Wilson se sentait exceptionnellement en forme. Le whisky avait rempli son corps de sensations roses, d'un bien-être total, et de vagues et lascives images affleuraient à son esprit. Son aine s'engorgeait, devenait tumescente, et son nez frémissait d'excitation au souvenir des effluves sudatoires et fermentescibles d'une femme en chaleur. « Y a rien que je donnerais pas maintenant pour tirer un coup. Au temps que je travaillais comme boy d'étage h l'hôtel Main, y avait là-bas une fille qu'était chanteuse dans un petit vieux orchestre qu'est venu jouer dans notre ville. C'est moi qu'y répondais quand elle sonnait pour qu'on lui apporte à boire. Ben, j'étais un jeunot alors, et j étais comme qui dirait lent à piger, mais un jour que je suis monté dans sa chambre la voilà qui m'attend le cul à poil. Je vous le dis, j'y suis resté pendant trois heures sans descendre pour m'occuper de mon boulot, et y a pas une seule bonne manière qu'elle m'a pas fait. » Il soupira, se servit une longue lampee. « Elle et moi on a niqué tous les après-midi pendant deux mois entiers, et elle m'a dit qu'y avait pas un homme qui pouvait me battre. » Il alluma une cigarette, et ses yeux pétillèrent derrière ses verres. « Je suis un bon zigue, tout le monde peut vous le dire. Y a pas de merdouille de rien du tout que je réparerais pas, y a pas la plus petite bricole dans une machine qu'a jamais pu me baiser, mais je suis un fils de garce quand s'agit de femmes. Y a des tas de femmes qui m'ont (lit qu'elles ont jamais trouvé un homme comme moi. » Il passa sa main sur son front massif, et de là sur sa crinière dorée. « Mais y a rien qui bouffe un gars comme de rester sans femme. » Il ingurgita une autre lampée. « J'ai une môme qui m'attend à Kansas, une qui sait pas que je suis marié. On s'est mis ensemble quand j'étais à Fort Riley. Cette petite vieille môme m'écrit tout le temps des lettres, Red vous le dira parce que c'est lui qui me les lit, et elle m'attend que je reviens. Pour ce qu'est de ma vieille, je lui répète tout le temps qu'elle fera mieux d'arrêter de m'écrire ces espèces de lettres où c'est qu'elle me dispute à cause des gosses et pourquoi que j'y envoie pas plus d'argent, parce que sinon je suis bougrement sûr que j'y retournerai pas, chez ma vieille. Me-e-rde, de toute façon, j'aime mieux ma petite vieille môme de Kansas.

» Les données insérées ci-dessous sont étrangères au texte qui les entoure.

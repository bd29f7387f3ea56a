use gtfs_feed::{extra_fields_equal, Feed, LocationType, Stop, Transfer, TransferKey};
use rayon::prelude::*;
use rustc_hash::{FxHashMap, FxHashSet, FxHasher};
use std::hash::{Hash, Hasher};

use crate::geo;

use super::{pct, prefer_reference_id, Processor};

/// Merges stops that match in every non-positional attribute and lie
/// within a distance threshold of each other. Levels are deduplicated
/// first. Three passes, because merging a parent station can make its
/// children equal only afterwards
pub struct StopDuplicateRemover {
    /// Meters two stops may lie apart and still merge
    pub stop_threshold: f64,
    /// Meters two stations may lie apart and still merge
    pub station_threshold: f64,
    /// Relax code/name/platform/url/level matching for stops that share
    /// the same parent and are very close
    pub fuzzy: bool,
}

impl Default for StopDuplicateRemover {
    fn default() -> Self {
        StopDuplicateRemover {
            stop_threshold: 2.0,
            station_threshold: 50.0,
            fuzzy: false,
        }
    }
}

impl StopDuplicateRemover {
    pub fn fuzzy() -> Self {
        StopDuplicateRemover {
            stop_threshold: 5.0,
            station_threshold: 50.0,
            fuzzy: true,
        }
    }
}

const PASSES: usize = 3;

impl Processor for StopDuplicateRemover {
    fn run(&self, feed: &mut Feed) {
        print!("Removing redundant stops... ");
        let before = feed.stops.len();

        self.remove_level_duplicates(feed);

        for _ in 0..PASSES {
            let mut buckets: FxHashMap<u64, Vec<String>> = FxHashMap::default();
            for stop in feed.stops.values() {
                buckets
                    .entry(self.stop_hash(stop))
                    .or_default()
                    .push(stop.id.clone());
            }

            let mut processed: FxHashSet<String> = FxHashSet::default();
            // merges of this pass, applied in one sweep at the end
            let mut replace: FxHashMap<String, String> = FxHashMap::default();

            let stop_ids: Vec<String> = feed.stops.keys().cloned().collect();
            for id in &stop_ids {
                if processed.contains(id) {
                    continue;
                }
                let stop = &feed.stops[id];
                let bucket = &buckets[&self.stop_hash(stop)];

                let mut eq: Vec<String> = bucket
                    .par_iter()
                    .filter(|other| {
                        *other != id
                            && !processed.contains(*other)
                            && self.stops_equal(feed, stop, &feed.stops[*other])
                    })
                    .cloned()
                    .collect();

                if eq.is_empty() {
                    continue;
                }
                eq.push(id.clone());

                let mut ref_id = eq[0].as_str();
                for e in &eq {
                    ref_id = prefer_reference_id(ref_id, e);
                }
                let ref_id = ref_id.to_string();

                for e in &eq {
                    processed.insert(e.clone());
                    if *e != ref_id {
                        replace.insert(e.clone(), ref_id.clone());
                    }
                }
            }

            if replace.is_empty() {
                break;
            }
            apply_stop_merges(feed, &replace);
        }

        println!(
            "done. (-{} stops [-{:.2}%])",
            before - feed.stops.len(),
            pct(before, feed.stops.len())
        );
    }
}

impl StopDuplicateRemover {
    fn remove_level_duplicates(&self, feed: &mut Feed) {
        let mut processed: FxHashSet<String> = FxHashSet::default();
        let mut replace: FxHashMap<String, String> = FxHashMap::default();

        let level_ids: Vec<String> = feed.levels.keys().cloned().collect();
        for id in &level_ids {
            if processed.contains(id) {
                continue;
            }
            let level = &feed.levels[id];

            let mut eq: Vec<String> = feed
                .levels
                .values()
                .filter(|other| {
                    other.id != *id
                        && !processed.contains(&other.id)
                        && other.index == level.index
                        && other.name == level.name
                        && (self.fuzzy
                            || extra_fields_equal(&feed.extra.levels, id, &other.id))
                })
                .map(|l| l.id.clone())
                .collect();

            if eq.is_empty() {
                continue;
            }
            eq.push(id.clone());

            let ref_id = eq.iter().min_by_key(|l| (l.len(), l.as_str())).unwrap().clone();
            for e in eq {
                processed.insert(e.clone());
                if e != ref_id {
                    replace.insert(e, ref_id.clone());
                }
            }
        }

        for stop in feed.stops.values_mut() {
            if let Some(level) = &stop.level_id {
                if let Some(new) = replace.get(level) {
                    stop.level_id = Some(new.clone());
                }
            }
        }
        for old in replace.keys() {
            feed.levels.remove(old);
        }
    }

    fn stop_hash(&self, s: &Stop) -> u64 {
        let mut h = FxHasher::default();
        s.parent_station.hash(&mut h);
        if !self.fuzzy {
            s.level_id.hash(&mut h);
            s.code.hash(&mut h);
            s.name.hash(&mut h);
            s.platform_code.hash(&mut h);
        }
        s.location_type.value().hash(&mut h);
        s.wheelchair_boarding.value().hash(&mut h);
        s.description.hash(&mut h);
        s.zone_id.hash(&mut h);
        s.timezone.hash(&mut h);
        h.finish()
    }

    fn stops_equal(&self, feed: &Feed, a: &Stop, b: &Stop) -> bool {
        let d = stop_dist(a, b);
        let parents_equal = a.parent_station.is_some() && a.parent_station == b.parent_station;

        if self.fuzzy {
            let near_siblings = d <= self.stop_threshold / 2.0 && parents_equal;
            return (near_siblings
                || a.code == b.code
                || a.code.as_deref().map_or(true, str::is_empty)
                || b.code.as_deref().map_or(true, str::is_empty))
                && (near_siblings || a.name == b.name)
                && a.description == b.description
                && a.zone_id == b.zone_id
                && (a.url == b.url || a.url.is_none() || b.url.is_none())
                && a.location_type == b.location_type
                && a.parent_station == b.parent_station
                && a.timezone == b.timezone
                && a.wheelchair_boarding == b.wheelchair_boarding
                && (a.level_id == b.level_id || a.level_id.is_none() || b.level_id.is_none())
                && ((near_siblings
                    && (a.platform_code.as_deref().map_or(true, str::is_empty)
                        || b.platform_code.as_deref().map_or(true, str::is_empty)))
                    || a.platform_code == b.platform_code)
                && (d <= self.stop_threshold
                    || (a.location_type == LocationType::Station && d <= self.station_threshold));
        }

        extra_fields_equal(&feed.extra.stops, &a.id, &b.id)
            && a.code == b.code
            && a.name == b.name
            && a.description == b.description
            && a.zone_id == b.zone_id
            && a.url == b.url
            && a.location_type == b.location_type
            && a.parent_station == b.parent_station
            && a.timezone == b.timezone
            && a.wheelchair_boarding == b.wheelchair_boarding
            && a.level_id == b.level_id
            && a.platform_code == b.platform_code
            && (d <= self.stop_threshold
                || (a.location_type == LocationType::Station && d <= self.station_threshold))
    }
}

/// Approximate ground distance between two stops; unknown coordinates never
/// merge by distance
fn stop_dist(a: &Stop, b: &Stop) -> f64 {
    match (a.latitude, a.longitude, b.latitude, b.longitude) {
        (Some(alat), Some(alon), Some(blat), Some(blon)) => {
            geo::haversine_approx(alat, alon, blat, blon)
        }
        _ => f64::INFINITY,
    }
}

/// Rewrites every stop reference according to `replace` and drops the
/// merged stops. A rewritten transfer key that collides with an existing
/// one keeps the existing value
fn apply_stop_merges(feed: &mut Feed, replace: &FxHashMap<String, String>) {
    for trip in feed.trips.values_mut() {
        for st in &mut trip.stop_times {
            if let Some(new) = replace.get(&st.stop_id) {
                st.stop_id = new.clone();
            }
        }
    }

    for stop in feed.stops.values_mut() {
        if let Some(parent) = &stop.parent_station {
            if let Some(new) = replace.get(parent) {
                stop.parent_station = Some(new.clone());
            }
        }
    }

    let transfers = std::mem::take(&mut feed.transfers);
    let mut rewritten: std::collections::HashMap<TransferKey, Transfer> =
        std::collections::HashMap::default();
    for (mut key, value) in transfers {
        if let Some(new) = replace.get(&key.from_stop_id) {
            key.from_stop_id = new.clone();
        }
        if let Some(new) = replace.get(&key.to_stop_id) {
            key.to_stop_id = new.clone();
        }
        rewritten.entry(key).or_insert(value);
    }
    feed.transfers = rewritten;

    for pathway in feed.pathways.values_mut() {
        if let Some(new) = replace.get(&pathway.from_stop_id) {
            pathway.from_stop_id = new.clone();
        }
        if let Some(new) = replace.get(&pathway.to_stop_id) {
            pathway.to_stop_id = new.clone();
        }
    }

    for old in replace.keys() {
        feed.stops.remove(old);
    }
}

Elle me cuit des repas que ça vaut la peine de les manger. »
Gallagher s'ébroua. « Des foutres d'épateurs comme toi, tout ce qu'ils ont le temps de faire c'est baiser et baffrer.
— Ben, qu'est-ce qu'y a de mieux que ça ? demanda Wilson avec douceur.
— Ce qu'y a c'est qu'y a pas moyen de se démerder, dit Gallagher. On se crève le cul, alors je voudrais que ça sera pour quelque chose. » Il avait un air lugubre. « J'ai un gosse qui me vient à cette heure, il est peut-être en train de naître tout juste pendant que je suis en train de boire, mais sacré nom de Dieu la vérité vraie c'est que j'ai foutre jamais eu de veine. » Il fit entendre un petit gémissement de colère et se pencha en avant avec passion. « Dis, je me rappelle qu'y avait des temps où c'est que j'avais l'habitude de sortir pour faire un tour, et… je… je voyais des choses, et je savais que j'allais devenir quelqu'un de grand. » Il se tut amèrement. « Mais y avait toujours quelque chose qui m'a baisé. » Il se tut de nouveau, irrité, comme s'il cherchait ses mots, puis il détourna maussadement son regard.
Red se sentait très bu et très profond. « Je vous dirai une chose, les gars… pas un de vous arrivera jamais à rien. Z'êtes tous de bons gars, mais z'aurez toujours… le bout merdeux du bâton. Le bout merdeux du bâton, c'est tout ce que z'aurez. »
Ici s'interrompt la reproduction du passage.